Tobacco smoking became a mass phenomenon only in modern times with addiction to cigarettes. A specific role of tobacco smoking was demonstrated clinically only for peripheral arterial disease until Cause of Death (COD) epidemiological studies arrived. The first major report on risk of COD and lung cancer by levels of cigarette smoking was the Richard Doll and Bradford Hill study of British physician panels in the early 1950s. It was followed by the massive study of smoking habits in the survey of Hammond and Horn in 1958.[1]

Mechanisms of tobacco on physiology and metabolism include a wide variety of effects found in clinical and population studies: on sympathetic nervous activity, hemostasis, carboxyhemoglobin levels, and oxidative reactions, none sufficient, however, to explain the dose-related excess CVD morbidity and mortality experience of smokers.

Smoking cessation trials similarly have not provided clear data on tobacco risk; they are only suggestive of independent tobacco effects. At any rate, observational studies remain the major source of evidence for health policy on tobacco. The strong dose-relation association of cigarette smoking and CVD rates has been sufficient evidence, nevertheless, for all but a few investigators to recommend smoking cessation, prevention programs, and national smoke-free policy, absent experimental “proof.”
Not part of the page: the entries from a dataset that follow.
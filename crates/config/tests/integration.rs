//! Integration tests for config

#[cfg(test)]
mod tests {
    use pypi2pkgbuild_config::*;
    use pypi2pkgbuild_errors::{ConfigError, Error};
    use std::io::Write;
    use std::sync::Mutex;
    use std::time::Duration;
    use tempfile::NamedTempFile;

    // Mutex to ensure env var tests don't run concurrently
    static ENV_TEST_MUTEX: Mutex<()> = Mutex::new(());

    fn clear_env() {
        std::env::remove_var(ENV_INDEX_URL);
        std::env::remove_var(ENV_TIMEOUT);
    }

    #[test]
    fn test_defaults() {
        let config = Config::default();
        assert_eq!(config.index.url, DEFAULT_INDEX_URL);
        assert!(config.network.timeout().is_none());
        assert!(config.network.connect_timeout().is_none());
        assert!(config.network.user_agent.starts_with("pypi2pkgbuild/"));
    }

    #[tokio::test]
    async fn test_load_config_from_file() {
        let mut temp_file = NamedTempFile::new().unwrap();
        writeln!(
            temp_file,
            r#"
[index]
url = "https://test.pypi.org/pypi"

[network]
timeout = 30
connect_timeout = 5
        "#
        )
        .unwrap();

        let config = Config::load_from_file(temp_file.path()).await.unwrap();
        assert_eq!(config.index.url, "https://test.pypi.org/pypi");
        assert_eq!(config.network.timeout(), Some(Duration::from_secs(30)));
        assert_eq!(config.network.connect_timeout(), Some(Duration::from_secs(5)));
        assert!(config.network.user_agent.starts_with("pypi2pkgbuild/"));
    }

    #[tokio::test]
    async fn test_partial_file_keeps_defaults() {
        let mut temp_file = NamedTempFile::new().unwrap();
        writeln!(temp_file, "[network]\nuser_agent = \"custom/1.0\"").unwrap();

        let config = Config::load_from_file(temp_file.path()).await.unwrap();
        assert_eq!(config.index.url, DEFAULT_INDEX_URL);
        assert_eq!(config.network.user_agent, "custom/1.0");
    }

    #[tokio::test]
    async fn test_missing_explicit_file_is_an_error() {
        let dir = tempfile::tempdir().unwrap();
        let missing = dir.path().join("nope.toml");

        let err = Config::load_or_default(Some(&missing)).await.unwrap_err();
        assert!(matches!(err, Error::Config(ConfigError::NotFound { .. })));
    }

    #[tokio::test]
    async fn test_invalid_toml() {
        let mut temp_file = NamedTempFile::new().unwrap();
        writeln!(temp_file, "[index\nurl = ").unwrap();

        let err = Config::load_from_file(temp_file.path()).await.unwrap_err();
        assert!(matches!(err, Error::Config(ConfigError::ParseError { .. })));
    }

    #[test]
    fn test_merge_env() {
        let _guard = ENV_TEST_MUTEX.lock().unwrap();
        clear_env();

        std::env::set_var(ENV_INDEX_URL, "http://localhost:8080/pypi");
        std::env::set_var(ENV_TIMEOUT, "15");

        let mut config = Config::default();
        config.merge_env().unwrap();

        assert_eq!(config.index.url, "http://localhost:8080/pypi");
        assert_eq!(config.network.timeout(), Some(Duration::from_secs(15)));

        clear_env();
    }

    #[test]
    fn test_invalid_env_value() {
        let _guard = ENV_TEST_MUTEX.lock().unwrap();
        clear_env();

        std::env::set_var(ENV_TIMEOUT, "soon");

        let mut config = Config::default();
        let result = config.merge_env();
        assert!(matches!(
            result,
            Err(Error::Config(ConfigError::InvalidValue { .. }))
        ));

        clear_env();
    }

    #[test]
    fn test_cli_url_wins() {
        let mut config = Config::default();
        config.apply_index_url(None);
        assert_eq!(config.index.url, DEFAULT_INDEX_URL);

        config.apply_index_url(Some("http://mirror/pypi".to_string()));
        assert_eq!(config.index.url, "http://mirror/pypi");
    }
}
The national debate on smoking has resulted collaterally in the formulation of improved criteria for causal inference from statistical data. It has produced innovative regulatory strategies for the public health, such as “Clean Air Acts” and smoke-free institutions. The evidence allowed evolution of major legal settlements that established tobacco industry liability for excess mortality, based on deception in its goals to create youth addiction. Legislation has banned most tobacco advertising and encouraged no-smoking and cessation programs. It has failed to make illegal the tobacco industry or smoking in private, and seems not to have impaired the tobacco economy worldwide. (Henry Blackburn)

[1] Hammond, E.C., Horn, D. 1958. Smoking in Relation to Death Rates. Journal of the American Medical Association 166: 1159-1172.